§ WHAT TO WORK ON
Write out the listing again, exactly as it appears below.

○ ○ ○

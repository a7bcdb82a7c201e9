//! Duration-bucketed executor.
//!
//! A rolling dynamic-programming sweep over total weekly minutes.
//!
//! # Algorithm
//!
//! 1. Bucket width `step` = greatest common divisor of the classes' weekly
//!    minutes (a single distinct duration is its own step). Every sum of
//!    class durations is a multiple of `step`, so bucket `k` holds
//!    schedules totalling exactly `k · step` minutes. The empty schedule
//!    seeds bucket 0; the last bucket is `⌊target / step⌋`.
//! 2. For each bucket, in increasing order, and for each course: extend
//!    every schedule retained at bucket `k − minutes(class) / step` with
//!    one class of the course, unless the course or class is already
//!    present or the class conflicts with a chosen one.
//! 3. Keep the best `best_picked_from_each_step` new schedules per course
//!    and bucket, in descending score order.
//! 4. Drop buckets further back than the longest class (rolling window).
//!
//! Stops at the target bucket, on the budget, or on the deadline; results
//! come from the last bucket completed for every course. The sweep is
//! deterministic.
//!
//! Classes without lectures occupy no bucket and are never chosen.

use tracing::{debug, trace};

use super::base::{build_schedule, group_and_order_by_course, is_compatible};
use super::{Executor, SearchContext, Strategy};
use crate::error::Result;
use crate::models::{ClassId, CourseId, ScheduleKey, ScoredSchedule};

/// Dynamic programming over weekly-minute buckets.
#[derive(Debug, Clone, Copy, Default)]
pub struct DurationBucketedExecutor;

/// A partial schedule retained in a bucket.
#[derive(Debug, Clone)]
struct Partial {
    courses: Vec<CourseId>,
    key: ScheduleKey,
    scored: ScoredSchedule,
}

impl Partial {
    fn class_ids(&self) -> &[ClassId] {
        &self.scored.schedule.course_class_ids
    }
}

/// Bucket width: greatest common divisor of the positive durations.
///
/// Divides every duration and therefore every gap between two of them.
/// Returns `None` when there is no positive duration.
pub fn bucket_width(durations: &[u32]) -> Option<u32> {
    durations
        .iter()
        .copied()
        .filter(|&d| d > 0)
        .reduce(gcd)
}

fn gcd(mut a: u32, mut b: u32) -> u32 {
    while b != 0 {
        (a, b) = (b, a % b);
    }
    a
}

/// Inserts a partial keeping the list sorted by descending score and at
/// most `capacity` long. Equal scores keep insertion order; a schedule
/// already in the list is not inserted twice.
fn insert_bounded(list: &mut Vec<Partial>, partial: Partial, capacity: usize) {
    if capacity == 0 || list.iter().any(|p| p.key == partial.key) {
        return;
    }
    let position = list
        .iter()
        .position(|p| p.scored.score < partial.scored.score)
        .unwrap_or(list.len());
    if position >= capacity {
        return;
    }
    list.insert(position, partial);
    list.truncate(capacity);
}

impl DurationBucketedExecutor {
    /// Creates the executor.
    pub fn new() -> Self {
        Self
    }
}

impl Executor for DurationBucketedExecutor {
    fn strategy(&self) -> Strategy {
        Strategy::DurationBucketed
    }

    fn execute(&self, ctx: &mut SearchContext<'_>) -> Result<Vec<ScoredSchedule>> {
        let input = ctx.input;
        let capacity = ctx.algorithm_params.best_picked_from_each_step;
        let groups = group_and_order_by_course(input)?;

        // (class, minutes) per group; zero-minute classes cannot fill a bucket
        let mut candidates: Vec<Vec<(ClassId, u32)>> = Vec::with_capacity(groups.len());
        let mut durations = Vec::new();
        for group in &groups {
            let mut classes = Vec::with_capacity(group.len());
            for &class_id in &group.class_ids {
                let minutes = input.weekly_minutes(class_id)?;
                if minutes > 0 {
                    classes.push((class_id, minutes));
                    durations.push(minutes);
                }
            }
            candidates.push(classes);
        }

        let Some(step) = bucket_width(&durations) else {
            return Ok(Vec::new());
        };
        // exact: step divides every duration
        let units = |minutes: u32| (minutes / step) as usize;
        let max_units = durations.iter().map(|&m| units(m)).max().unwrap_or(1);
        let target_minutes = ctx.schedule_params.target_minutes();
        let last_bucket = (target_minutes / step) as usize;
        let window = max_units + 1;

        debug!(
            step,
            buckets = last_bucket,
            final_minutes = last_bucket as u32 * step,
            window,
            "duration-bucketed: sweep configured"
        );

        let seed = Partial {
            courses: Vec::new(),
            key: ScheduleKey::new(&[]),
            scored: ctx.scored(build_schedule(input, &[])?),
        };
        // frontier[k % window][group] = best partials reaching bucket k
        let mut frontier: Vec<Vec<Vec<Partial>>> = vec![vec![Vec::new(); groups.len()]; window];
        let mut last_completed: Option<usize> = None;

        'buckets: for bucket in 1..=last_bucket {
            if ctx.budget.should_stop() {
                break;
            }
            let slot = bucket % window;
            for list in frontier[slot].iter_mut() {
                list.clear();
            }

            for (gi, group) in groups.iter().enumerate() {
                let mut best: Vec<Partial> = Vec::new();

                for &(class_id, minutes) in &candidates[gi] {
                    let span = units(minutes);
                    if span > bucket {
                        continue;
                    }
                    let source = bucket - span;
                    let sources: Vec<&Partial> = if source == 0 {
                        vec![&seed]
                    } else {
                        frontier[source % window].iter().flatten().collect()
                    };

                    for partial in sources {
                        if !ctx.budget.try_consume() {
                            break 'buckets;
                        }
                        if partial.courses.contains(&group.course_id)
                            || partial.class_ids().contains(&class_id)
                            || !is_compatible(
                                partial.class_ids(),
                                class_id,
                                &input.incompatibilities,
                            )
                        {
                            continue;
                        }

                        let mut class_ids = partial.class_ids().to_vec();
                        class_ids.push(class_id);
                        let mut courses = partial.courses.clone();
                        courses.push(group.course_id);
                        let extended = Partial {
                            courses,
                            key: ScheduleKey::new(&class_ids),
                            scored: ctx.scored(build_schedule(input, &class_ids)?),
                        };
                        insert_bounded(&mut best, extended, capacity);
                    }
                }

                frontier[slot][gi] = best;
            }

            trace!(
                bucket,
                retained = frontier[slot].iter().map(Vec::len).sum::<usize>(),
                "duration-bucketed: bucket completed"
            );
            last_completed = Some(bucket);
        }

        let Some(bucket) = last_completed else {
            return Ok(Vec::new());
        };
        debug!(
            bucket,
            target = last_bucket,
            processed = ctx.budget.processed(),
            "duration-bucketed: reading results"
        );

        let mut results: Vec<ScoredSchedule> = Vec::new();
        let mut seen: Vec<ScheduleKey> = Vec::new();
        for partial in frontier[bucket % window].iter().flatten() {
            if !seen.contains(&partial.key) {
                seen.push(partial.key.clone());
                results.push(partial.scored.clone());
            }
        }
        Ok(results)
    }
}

○ ○ ○

§ TASK RESULT
repository a7bcdb82a7c201e9
//! Duration-bucketed executor.
//!
//! A rolling dynamic-programming sweep over total weekly minutes.
//!
//! # Algorithm
//!
//! 1. Bucket width `step` = greatest common divisor of the classes' weekly
//!    minutes (a single distinct duration is its own step). Every sum of
//!    class durations is a multiple of `step`, so bucket `k` holds
//!    schedules totalling exactly `k · step` minutes. The empty schedule
//!    seeds bucket 0; the last bucket is `⌊target / step⌋`.
//! 2. For each bucket, in increasing order, and for each course: extend
//!    every schedule retained at bucket `k − minutes(class) / step` with
//!    one class of the course, unless the course or class is already
//!    present or the class conflicts with a chosen one.
//! 3. Keep the best `best_picked_from_each_step` new schedules per course
//!    and bucket, in descending score order.
//! 4. Drop buckets further back than the longest class (rolling window).
//!
//! Stops at the target bucket, on the budget, or on the deadline; results
//! come from the last bucket completed for every course. The sweep is
//! deterministic.
//!
//! Classes without lectures occupy no bucket and are never chosen.

use tracing::{debug, trace};

use super::base::{build_schedule, group_and_order_by_course, is_compatible};
use super::{Executor, SearchContext, Strategy};
use crate::error::Result;
use crate::models::{ClassId, CourseId, ScheduleKey, ScoredSchedule};

/// Dynamic programming over weekly-minute buckets.
#[derive(Debug, Clone, Copy, Default)]
pub struct DurationBucketedExecutor;

/// A partial schedule retained in a bucket.
#[derive(Debug, Clone)]
struct Partial {
    courses: Vec<CourseId>,
    key: ScheduleKey,
    scored: ScoredSchedule,
}

impl Partial {
    fn class_ids(&self) -> &[ClassId] {
        &self.scored.schedule.course_class_ids
    }
}

/// Bucket width: greatest common divisor of the positive durations.
///
/// Divides every duration and therefore every gap between two of them.
/// Returns `None` when there is no positive duration.
pub fn bucket_width(durations: &[u32]) -> Option<u32> {
    durations
        .iter()
        .copied()
        .filter(|&d| d > 0)
        .reduce(gcd)
}

fn gcd(mut a: u32, mut b: u32) -> u32 {
    while b != 0 {
        (a, b) = (b, a % b);
    }
    a
}

/// Inserts a partial keeping the list sorted by descending score and at
/// most `capacity` long. Equal scores keep insertion order; a schedule
/// already in the list is not inserted twice.
fn insert_bounded(list: &mut Vec<Partial>, partial: Partial, capacity: usize) {
    if capacity == 0 || list.iter().any(|p| p.key == partial.key) {
        return;
    }
    let position = list
        .iter()
        .position(|p| p.scored.score < partial.scored.score)
        .unwrap_or(list.len());
    if position >= capacity {
        return;
    }
    list.insert(position, partial);
    list.truncate(capacity);
}

impl DurationBucketedExecutor {
    /// Creates the executor.
    pub fn new() -> Self {
        Self
    }
}

impl Executor for DurationBucketedExecutor {
    fn strategy(&self) -> Strategy {
        Strategy::DurationBucketed
    }

    fn execute(&self, ctx: &mut SearchContext<'_>) -> Result<Vec<ScoredSchedule>> {
        let input = ctx.input;
        let capacity = ctx.algorithm_params.best_picked_from_each_step;
        let groups = group_and_order_by_course(input)?;

        // (class, minutes) per group; zero-minute classes cannot fill a bucket
        let mut candidates: Vec<Vec<(ClassId, u32)>> = Vec::with_capacity(groups.len());
        let mut durations = Vec::new();
        for group in &groups {
            let mut classes = Vec::with_capacity(group.len());
            for &class_id in &group.class_ids {
                let minutes = input.weekly_minutes(class_id)?;
                if minutes > 0 {
                    classes.push((class_id, minutes));
                    durations.push(minutes);
                }
            }
            candidates.push(classes);
        }

        let Some(step) = bucket_width(&durations) else {
            return Ok(Vec::new());
        };
        // exact: step divides every duration
        let units = |minutes: u32| (minutes / step) as usize;
        let max_units = durations.iter().map(|&m| units(m)).max().unwrap_or(1);
        let target_minutes = ctx.schedule_params.target_minutes();
        let last_bucket = (target_minutes / step) as usize;
        let window = max_units + 1;

        debug!(
            step,
            buckets = last_bucket,
            final_minutes = last_bucket as u32 * step,
            window,
            "duration-bucketed: sweep configured"
        );

        let seed = Partial {
            courses: Vec::new(),
            key: ScheduleKey::new(&[]),
            scored: ctx.scored(build_schedule(input, &[])?),
        };
        // frontier[k % window][group] = best partials reaching bucket k
        let mut frontier: Vec<Vec<Vec<Partial>>> = vec![vec![Vec::new(); groups.len()]; window];
        let mut last_completed: Option<usize> = None;

        'buckets: for bucket in 1..=last_bucket {
            if ctx.budget.should_stop() {
                break;
            }
            let slot = bucket % window;
            for list in frontier[slot].iter_mut() {
                list.clear();
            }

            for (gi, group) in groups.iter().enumerate() {
                let mut best: Vec<Partial> = Vec::new();

                for &(class_id, minutes) in &candidates[gi] {
                    let span = units(minutes);
                    if span > bucket {
                        continue;
                    }
                    let source = bucket - span;
                    let sources: Vec<&Partial> = if source == 0 {
                        vec![&seed]
                    } else {
                        frontier[source % window].iter().flatten().collect()
                    };

                    for partial in sources {
                        if !ctx.budget.try_consume() {
                            break 'buckets;
                        }
                        if partial.courses.contains(&group.course_id)
                            || partial.class_ids().contains(&class_id)
                            || !is_compatible(
                                partial.class_ids(),
                                class_id,
                                &input.incompatibilities,
                            )
                        {
                            continue;
                        }

                        let mut class_ids = partial.class_ids().to_vec();
                        class_ids.push(class_id);
                        let mut courses = partial.courses.clone();
                        courses.push(group.course_id);
                        let extended = Partial {
                            courses,
                            key: ScheduleKey::new(&class_ids),
                            scored: ctx.scored(build_schedule(input, &class_ids)?),
                        };
                        insert_bounded(&mut best, extended, capacity);
                    }
                }

                frontier[slot][gi] = best;
            }

            trace!(
                bucket,
                retained = frontier[slot].iter().map(Vec::len).sum::<usize>(),
                "duration-bucketed: bucket completed"
            );
            last_completed = Some(bucket);
        }

        let Some(bucket) = last_completed else {
            return Ok(Vec::new());
        };
        debug!(
            bucket,
            target = last_bucket,
            processed = ctx.budget.processed(),
            "duration-bucketed: reading results"
        );

        let mut results: Vec<ScoredSchedule> = Vec::new();
        let mut seen: Vec<ScheduleKey> = Vec::new();
        for partial in frontier[bucket % window].iter().flatten() {
            if !seen.contains(&partial.key) {
                seen.push(partial.key.clone());
                results.push(partial.scored.clone());
            }
        }
        Ok(results)
    }
}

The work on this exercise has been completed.